Book #108 of 2023:
Jews Don’t Count by David Baddiel
A short but scathing call-out of author David Baddiel’s fellow progressive-leaning individuals for too often ignoring the problem of antisemitism: either not noticing it at all or downplaying its impact and the importance of challenging it compared to other bigotries. If you are a non-Jewish person who isn’t familiar with this phenomenon, the writer has supplied plenty of illuminating examples that I hope would challenge you to confront your own potential biases on that front — times when dehumanizing stereotypes, blatant falsehoods, and overt calls for violence against our people gather minimal notice even amongst a movement of social-justice advocates who regularly critique the same rhetoric targeted at other demographics. Personally, I can report that the account echoes much of my own Jewish lived experience in such activist spaces.
Baddiel cuts right to the heart of the matter when he observes that for many in his target audience, Jews seem to register as too high-status to be harmed by this negativity. We are rich and powerful, or just a variety of white folks with all the privilege that implies, or somehow bringing the treatment on ourselves, or blowing things out of proportion and rabble-rousing when we dare to complain about any of it — justifications, whether conscious or not, that are themselves pretty deeply antisemitic! In the process, hook-nosed bankers get depicted as secretly running the world, because the patently anti-Jewish tropes involved there are either unnoticed or else seen as an acceptable cost for the noble anticapitalist message that they’ve been employed to illustrate.
‘Whataboutism’ can be a harmful derailing tactic when used to deflect a conversation about one group by bringing up supposedly parallel points about another, but the author’s contention throughout is that Jews deserve to be treated like other marginalized populations by the very people who purport to care about issues of diversity, equity, and inclusion. There should be no rankings of oppression that dismiss antisemitism as a lesser concern in the attitude conveyed by this book’s provocative title, nor is he necessarily insisting that, say, ‘Jewface’ in Hollywood — casting non-Jews to play Jewish roles, often by exaggerating perceived stereotypical behaviors — is as bad or worse than the practices of whitewashing parts written for POC or casting cis actors as trans folk that likewise persist in the entertainment industry. But why does something like the former rarely seem to make waves outside of Jewish circles?

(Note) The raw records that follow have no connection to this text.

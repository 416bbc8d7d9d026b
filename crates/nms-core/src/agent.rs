//! Agent side of NetTask: registration, task pickup and metric reporting.
//!
//! # Architecture: Action-Based State Machine
//!
//! - Methods take the current time and an [`Environment`] for randomness
//! - Methods return `Vec<AgentAction>` for the driver to execute
//! - Nothing here touches a socket
//!
//! # Lifecycle
//!
//! ```text
//! register ──> REQUEST_REGISTER
//!              REGISTER_CHALLENGE ──> REGISTER_CHALLENGE2 + REQUEST_TASK
//!              RESPONSE_TASK ──> Established, TaskAssigned
//!              REQUEST_METRICS ──> MetricsRequested
//! send_metrics ──> RESPONSE_METRICS
//! ```
//!
//! A handshake that does not finish within `handshake_timeout`, an
//! established link with no inbound traffic for `idle_timeout`, a
//! desynchronized session or an exhausted sequence space all reset the agent
//! to `Init` and emit [`AgentAction::Close`]; the driver re-registers.

use std::{net::SocketAddr, time::Instant};

use nms_proto::{
    Datagram, NetTaskBody, NetTaskDatagram, NetTaskKind,
    payloads::{MetricsReport, MetricsRequest, TaskRequest, TaskSpec},
};

use crate::{
    channel::{NetTaskLink, open_body},
    config::LinkConfig,
    env::Environment,
    error::{LinkError, Result},
    handshake::{HandshakeState, Initiator},
    session::Session,
};

/// Actions returned by the agent state machine.
#[derive(Debug, Clone, PartialEq, Eq)]
pub enum AgentAction {
    /// Send this datagram to the collector
    Send(NetTaskDatagram),

    /// Collector assigned (or re-assigned) a task
    TaskAssigned(TaskSpec),

    /// Collector wants the samples of a task
    MetricsRequested(MetricsRequest),

    /// Session is gone; the driver should register again
    Close {
        /// Reason for closing the session
        reason: String,
    },
}

/// Identity of an agent and where it talks to.
#[derive(Debug, Clone)]
pub struct AgentConfig {
    /// Identifier the agent was provisioned with
    pub agent_id: u32,
    /// Collector address
    pub collector: SocketAddr,
    /// This agent's address as the collector sees it; the challenge
    /// confirmation is bound to it
    pub local_addr: SocketAddr,
    /// Timeouts and limits
    pub link: LinkConfig,
}

/// Agent state machine.
#[derive(Debug)]
pub struct Agent {
    config: AgentConfig,
    initiator: Option<Initiator>,
    session: Option<Session>,
    link: NetTaskLink,
    task: Option<TaskSpec>,
    handshake_started: Instant,
    last_inbound: Instant,
}

impl Agent {
    /// Create an agent in `Init`
    pub fn new(config: AgentConfig, now: Instant) -> Self {
        Self {
            config,
            initiator: None,
            session: None,
            link: NetTaskLink::new(),
            task: None,
            handshake_started: now,
            last_inbound: now,
        }
    }

    /// Handshake state; `Init` before [`Agent::register`]
    #[must_use]
    pub fn state(&self) -> HandshakeState {
        self.initiator.as_ref().map_or(HandshakeState::Init, Initiator::state)
    }

    /// Provisioned agent identifier
    #[must_use]
    pub fn agent_id(&self) -> u32 {
        self.config.agent_id
    }

    /// Task most recently assigned by the collector
    #[must_use]
    pub fn task(&self) -> Option<&TaskSpec> {
        self.task.as_ref()
    }

    /// Current session, once the challenge has been answered
    #[must_use]
    pub fn session(&self) -> Option<&Session> {
        self.session.as_ref()
    }

    /// Sequence state towards the collector
    #[must_use]
    pub fn link(&self) -> &NetTaskLink {
        &self.link
    }

    /// Start (or restart after a failure) the registration handshake.
    ///
    /// # Errors
    ///
    /// Returns [`LinkError::InvalidState`] while a handshake is in flight or
    /// a session is established.
    pub fn register<E: Environment>(&mut self, env: &E, now: Instant) -> Result<Vec<AgentAction>> {
        let state = self.state();
        if !matches!(state, HandshakeState::Init | HandshakeState::Failed) {
            return Err(LinkError::InvalidState { state, operation: "register" });
        }

        self.reset();
        let mut initiator = Initiator::new(env, self.config.link.max_decrypt_failures);
        let offer = initiator.offer()?;
        self.initiator = Some(initiator);
        self.handshake_started = now;
        self.last_inbound = now;

        tracing::debug!(
            agent_id = self.config.agent_id,
            collector = %self.config.collector,
            "Sending registration request"
        );

        let datagram = self.link.outbound(NetTaskBody::RequestRegister(offer))?;
        Ok(vec![AgentAction::Send(datagram)])
    }

    /// Process one datagram received from `from`.
    ///
    /// Duplicate and stale sequence numbers are dropped without actions.
    ///
    /// # Errors
    ///
    /// - [`LinkError::Protocol`] for an undecodable datagram
    /// - [`LinkError::UnknownPeer`] if `from` is not the collector
    /// - [`LinkError::Handshake`] if the challenge cannot be answered; the
    ///   agent is then `Failed` and may register again
    /// - [`LinkError::Crypto`] or [`LinkError::InvalidPayload`] for a sealed
    ///   body that does not open
    /// - [`LinkError::UnexpectedDatagram`] for a kind the agent never
    ///   receives or that does not fit the current state
    pub fn handle_datagram<E: Environment>(
        &mut self,
        env: &E,
        bytes: &[u8],
        from: SocketAddr,
        now: Instant,
    ) -> Result<Vec<AgentAction>> {
        let datagram = NetTaskDatagram::decode(bytes)?;

        if from != self.config.collector {
            tracing::warn!(agent_id = self.config.agent_id, from = %from, "Datagram from unknown peer");
            return Err(LinkError::UnknownPeer(from));
        }

        let result = self.handle_inner(env, datagram, now);
        self.close_if_fatal(result)
    }

    fn handle_inner<E: Environment>(
        &mut self,
        env: &E,
        datagram: NetTaskDatagram,
        now: Instant,
    ) -> Result<Vec<AgentAction>> {
        let delivery = self.link.classify(&datagram.header);
        if !delivery.is_fresh() {
            tracing::trace!(
                agent_id = self.config.agent_id,
                sequence = datagram.header.sequence,
                ?delivery,
                "Dropping repeated datagram"
            );
            return Ok(Vec::new());
        }

        let state = self.state();
        match (&datagram.body, state) {
            (NetTaskBody::RegisterChallenge(challenge), HandshakeState::KeySent) => {
                let initiator = self
                    .initiator
                    .as_mut()
                    .ok_or(LinkError::InvalidState { state, operation: "answer challenge" })?;
                let (response, session) = initiator.on_challenge(
                    challenge,
                    self.config.local_addr,
                    self.config.collector,
                )?;
                self.link.commit(&datagram.header);
                self.last_inbound = now;

                let confirmation = self.link.outbound(NetTaskBody::RegisterChallenge2(response))?;
                let request = TaskRequest { agent_id: self.config.agent_id };
                let task_request =
                    self.link.outbound_sealed(&session, env, NetTaskKind::RequestTask, &request)?;
                self.session = Some(session);

                tracing::debug!(agent_id = self.config.agent_id, "Answered registration challenge");

                Ok(vec![AgentAction::Send(confirmation), AgentAction::Send(task_request)])
            },
            (NetTaskBody::ResponseTask(_), HandshakeState::ChallengeResponded)
            | (NetTaskBody::ResponseTask(_), HandshakeState::Established) => {
                let spec: TaskSpec = self.open(&datagram, "task spec")?;
                self.authenticated(now)?;

                tracing::debug!(
                    agent_id = self.config.agent_id,
                    task_id = spec.task_id,
                    frequency_secs = spec.frequency_secs,
                    "Task assigned"
                );

                self.task = Some(spec.clone());
                Ok(vec![AgentAction::TaskAssigned(spec)])
            },
            (NetTaskBody::RequestMetrics(_), HandshakeState::ChallengeResponded)
            | (NetTaskBody::RequestMetrics(_), HandshakeState::Established) => {
                let request: MetricsRequest = self.open(&datagram, "metrics request")?;
                self.authenticated(now)?;
                Ok(vec![AgentAction::MetricsRequested(request)])
            },
            (body, state) => {
                tracing::warn!(
                    agent_id = self.config.agent_id,
                    kind = ?body.kind(),
                    ?state,
                    "Unexpected datagram"
                );
                Err(LinkError::UnexpectedDatagram {
                    state,
                    family: NetTaskDatagram::FAMILY,
                    tag: body.kind().to_u32(),
                })
            },
        }
    }

    /// Open a sealed datagram and commit its header to the link.
    fn open<T: serde::de::DeserializeOwned>(
        &mut self,
        datagram: &NetTaskDatagram,
        expected: &'static str,
    ) -> Result<T> {
        let state = self.state();
        let session = self
            .session
            .as_mut()
            .ok_or(LinkError::InvalidState { state, operation: "open sealed payload" })?;
        let payload = open_body(session, datagram, expected)?;
        self.link.commit(&datagram.header);
        Ok(payload)
    }

    fn authenticated(&mut self, now: Instant) -> Result<()> {
        self.last_inbound = now;
        if let Some(initiator) = self.initiator.as_mut() {
            if initiator.state() == HandshakeState::ChallengeResponded {
                tracing::debug!(agent_id = self.config.agent_id, "Registration established");
            }
            initiator.mark_established()?;
        }
        Ok(())
    }

    /// Seal a metrics report as RESPONSE_METRICS.
    ///
    /// # Errors
    ///
    /// Returns [`LinkError::InvalidState`] before the challenge has been
    /// answered.
    pub fn send_metrics<E: Environment>(
        &mut self,
        env: &E,
        report: &MetricsReport,
    ) -> Result<Vec<AgentAction>> {
        let state = self.state();
        let session = self
            .session
            .as_ref()
            .ok_or(LinkError::InvalidState { state, operation: "send metrics" })?;

        let result = self
            .link
            .outbound_sealed(session, env, NetTaskKind::ResponseMetrics, report)
            .map(|datagram| vec![AgentAction::Send(datagram)]);
        self.close_if_fatal(result)
    }

    /// Check timeouts.
    ///
    /// Returns [`AgentAction::Close`] and resets to `Init` when the handshake
    /// or the idle timer has run out.
    pub fn tick(&mut self, now: Instant) -> Vec<AgentAction> {
        let timeout = match self.state() {
            HandshakeState::KeySent | HandshakeState::ChallengeResponded => {
                let elapsed = now.duration_since(self.handshake_started);
                (elapsed > self.config.link.handshake_timeout)
                    .then_some(LinkError::HandshakeTimeout { elapsed })
            },
            HandshakeState::Established => {
                let elapsed = now.duration_since(self.last_inbound);
                (elapsed > self.config.link.idle_timeout)
                    .then_some(LinkError::IdleTimeout { elapsed })
            },
            HandshakeState::Init | HandshakeState::Failed => None,
        };

        match timeout {
            Some(err) => {
                tracing::debug!(agent_id = self.config.agent_id, error = %err, "Closing session");
                self.reset();
                vec![AgentAction::Close { reason: err.to_string() }]
            },
            None => Vec::new(),
        }
    }

    fn close_if_fatal(&mut self, result: Result<Vec<AgentAction>>) -> Result<Vec<AgentAction>> {
        match result {
            Err(err) if err.is_session_fatal() => {
                tracing::warn!(agent_id = self.config.agent_id, error = %err, "Discarding session");
                self.reset();
                Ok(vec![AgentAction::Close { reason: err.to_string() }])
            },
            other => other,
        }
    }

    fn reset(&mut self) {
        self.initiator = None;
        self.session = None;
        self.link = NetTaskLink::new();
        self.task = None;
    }
}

I do worry whether Baddiel as a writer and I as a reader are coming at this discussion with our own share of misconceptions. (Surely, anyone experiencing any axis of threat against their particular marginalized identity feels that the rest of the world isn’t paying enough attention, right?) He is also quite clearly situated in the specific context of his life as a British Jew, which differs in some ways large and small from my own experiences in America and should not be taken as representative of monolithic Jewishness. And while I appreciate his blunt insistence that antisemitism is a form of racism simply because racists see Jews as a race (and specifically a race of their inferiors), it does tend to sidestep the fact that many Jews are themselves non-white-passing people of color who are subjected to further racism/colorism in both Jewish and gentile domains. The overall piece could stand to be a lot more intersectional throughout, considering for instance how gay Jews or disabled Jews (subcategories which of course contain overlaps too!) might experience antisemitism differently from the author rather than merely comparing antisemitism writ large to the theoretically separate ills of homophobia, ableism, and so on.

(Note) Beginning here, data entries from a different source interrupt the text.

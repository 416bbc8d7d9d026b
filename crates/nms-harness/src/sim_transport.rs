//! Turmoil-backed transports.
//!
//! [`SimDatagramTransport`] carries NetTask and Netflow over simulated UDP,
//! where turmoil can drop, delay and partition traffic. [`SimStreamTransport`]
//! carries AlertFlow over simulated TCP. Both implement the nms-core
//! transport traits, so the drivers run unchanged against real sockets.

use std::{io, net::SocketAddr};

use async_trait::async_trait;
use nms_core::transport::{DatagramTransport, StreamTransport};
use tokio::io::{ReadHalf, WriteHalf};
use turmoil::net::{TcpListener, TcpStream, UdpSocket};

/// [`DatagramTransport`] over a turmoil UDP socket.
pub struct SimDatagramTransport {
    socket: UdpSocket,
}

impl SimDatagramTransport {
    /// Bind a simulated UDP socket, e.g. `"0.0.0.0:9000"`.
    ///
    /// # Errors
    ///
    /// Returns `io::Error` if the port is taken on this host.
    pub async fn bind(address: &str) -> io::Result<Self> {
        Ok(Self { socket: UdpSocket::bind(address).await? })
    }
}

#[async_trait]
impl DatagramTransport for SimDatagramTransport {
    async fn send_to(&self, bytes: &[u8], target: SocketAddr) -> io::Result<usize> {
        self.socket.send_to(bytes, target).await
    }

    async fn recv_from(&self, buf: &mut [u8]) -> io::Result<(usize, SocketAddr)> {
        self.socket.recv_from(buf).await
    }

    fn local_addr(&self) -> io::Result<SocketAddr> {
        self.socket.local_addr()
    }
}

/// [`StreamTransport`] over turmoil TCP.
///
/// A transport created with [`SimStreamTransport::client`] can only connect.
pub struct SimStreamTransport {
    listener: Option<TcpListener>,
}

impl SimStreamTransport {
    /// Listen for connections, e.g. `"0.0.0.0:9100"`.
    ///
    /// # Errors
    ///
    /// Returns `io::Error` if the port is taken on this host.
    pub async fn bind(address: &str) -> io::Result<Self> {
        Ok(Self { listener: Some(TcpListener::bind(address).await?) })
    }

    /// Connect-only transport
    pub fn client() -> Self {
        Self { listener: None }
    }
}

#[async_trait]
impl StreamTransport for SimStreamTransport {
    type SendStream = WriteHalf<TcpStream>;
    type RecvStream = ReadHalf<TcpStream>;

    async fn accept(&self) -> io::Result<(Self::SendStream, Self::RecvStream, SocketAddr)> {
        let listener = self.listener.as_ref().ok_or_else(|| {
            io::Error::new(io::ErrorKind::NotConnected, "transport is not listening")
        })?;
        let (stream, peer) = listener.accept().await?;
        let (recv, send) = tokio::io::split(stream);
        Ok((send, recv, peer))
    }

    async fn connect(
        &self,
        remote: SocketAddr,
    ) -> io::Result<(Self::SendStream, Self::RecvStream)> {
        let stream = TcpStream::connect(remote).await?;
        let (recv, send) = tokio::io::split(stream);
        Ok((send, recv))
    }
}

#[cfg(test)]
mod tests {
    use tokio::io::{AsyncReadExt, AsyncWriteExt};

    use super::*;

    #[test]
    fn udp_reply_reaches_sender() {
        let mut sim = turmoil::Builder::new().build();

        sim.host("collector", || async {
            let transport = SimDatagramTransport::bind("0.0.0.0:9000").await?;
            let mut buf = [0u8; 64];
            let (len, from) = transport.recv_from(&mut buf).await?;
            transport.send_to(&buf[..len], from).await?;
            Ok(())
        });

        sim.client("agent", async {
            let transport = SimDatagramTransport::bind("0.0.0.0:40000").await?;
            let collector = SocketAddr::new(turmoil::lookup("collector"), 9000);

            transport.send_to(b"NTSK", collector).await?;

            let mut buf = [0u8; 64];
            let (len, from) = transport.recv_from(&mut buf).await?;
            assert_eq!(&buf[..len], b"NTSK");
            assert_eq!(from, collector);
            Ok(())
        });

        sim.run().expect("simulation failed");
    }

    #[test]
    fn stream_halves_carry_bytes_both_ways() {
        let mut sim = turmoil::Builder::new().build();

        sim.host("collector", || async {
            let transport = SimStreamTransport::bind("0.0.0.0:9100").await?;
            let (mut send, mut recv, _) = transport.accept().await?;

            let mut buf = [0u8; 4];
            recv.read_exact(&mut buf).await?;
            assert_eq!(&buf, b"ALRT");
            send.write_all(b"ack!").await?;
            Ok(())
        });

        sim.client("agent", async {
            let collector = SocketAddr::new(turmoil::lookup("collector"), 9100);
            let (mut send, mut recv) = SimStreamTransport::client().connect(collector).await?;

            send.write_all(b"ALRT").await?;
            let mut buf = [0u8; 4];
            recv.read_exact(&mut buf).await?;
            assert_eq!(&buf, b"ack!");
            Ok(())
        });

        sim.run().expect("simulation failed");
    }

    #[test]
    fn client_transport_cannot_accept() {
        let mut sim = turmoil::Builder::new().build();

        sim.client("agent", async {
            let Err(err) = SimStreamTransport::client().accept().await else {
                panic!("connect-only transport accepted a connection");
            };
            assert_eq!(err.kind(), io::ErrorKind::NotConnected);
            Ok(())
        });

        sim.run().expect("simulation failed");
    }
}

Those critiques temper my wholesale endorsement of Jews Don’t Count, which I haven’t found to be quite as solid an argument as Dara Horn’s People Love Dead Jews, despite the two publications from 2021 occupying a somewhat similar rhetorical ground. Baddiel’s default position seems to be in objecting that certain conversations need to be more widespread among non-Jewish leftists, whilst proclaiming an odd agnosticism towards the actual outcome of those debates. (I also think the book’s focus on scolding generally well-meaning agents on the left is a fairly narrow niche that downplays how much more dangerous the sort of antisemitism fostered among paranoid rightwingers can be.) But I do consider the text to be an important pushback against a real and underappreciated problem, and thus overall worth the read.